What needs to be done:
From the records below, copy out each line that has the word "String".

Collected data
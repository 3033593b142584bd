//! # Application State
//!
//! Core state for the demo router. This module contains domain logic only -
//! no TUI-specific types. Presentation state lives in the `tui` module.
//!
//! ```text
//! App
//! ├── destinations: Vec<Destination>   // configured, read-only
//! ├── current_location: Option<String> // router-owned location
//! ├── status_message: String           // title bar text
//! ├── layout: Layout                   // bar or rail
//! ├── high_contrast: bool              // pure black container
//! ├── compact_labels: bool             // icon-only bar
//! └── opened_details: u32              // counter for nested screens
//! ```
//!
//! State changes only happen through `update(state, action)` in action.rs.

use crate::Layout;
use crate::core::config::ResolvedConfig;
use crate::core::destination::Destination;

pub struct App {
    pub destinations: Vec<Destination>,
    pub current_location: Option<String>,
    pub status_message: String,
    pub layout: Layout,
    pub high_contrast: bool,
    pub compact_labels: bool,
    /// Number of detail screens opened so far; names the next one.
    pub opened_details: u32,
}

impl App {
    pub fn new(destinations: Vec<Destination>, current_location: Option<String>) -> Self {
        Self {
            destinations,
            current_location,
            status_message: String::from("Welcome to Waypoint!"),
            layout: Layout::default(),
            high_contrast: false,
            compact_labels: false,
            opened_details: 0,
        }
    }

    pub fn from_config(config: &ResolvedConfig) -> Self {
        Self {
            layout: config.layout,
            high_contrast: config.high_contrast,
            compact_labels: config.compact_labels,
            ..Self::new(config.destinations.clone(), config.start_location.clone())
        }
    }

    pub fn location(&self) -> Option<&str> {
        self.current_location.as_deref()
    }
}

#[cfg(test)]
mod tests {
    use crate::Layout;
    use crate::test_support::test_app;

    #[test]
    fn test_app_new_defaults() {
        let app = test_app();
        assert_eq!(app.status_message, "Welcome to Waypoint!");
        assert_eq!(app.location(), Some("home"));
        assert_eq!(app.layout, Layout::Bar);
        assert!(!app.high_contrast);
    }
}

Written answer:
//! ├── current_location: Option<String> // router-owned location
//! ├── status_message: String           // title bar text
    pub current_location: Option<String>,
    pub status_message: String,
    pub fn new(destinations: Vec<Destination>, current_location: Option<String>) -> Self {
            status_message: String::from("Welcome to Waypoint!"),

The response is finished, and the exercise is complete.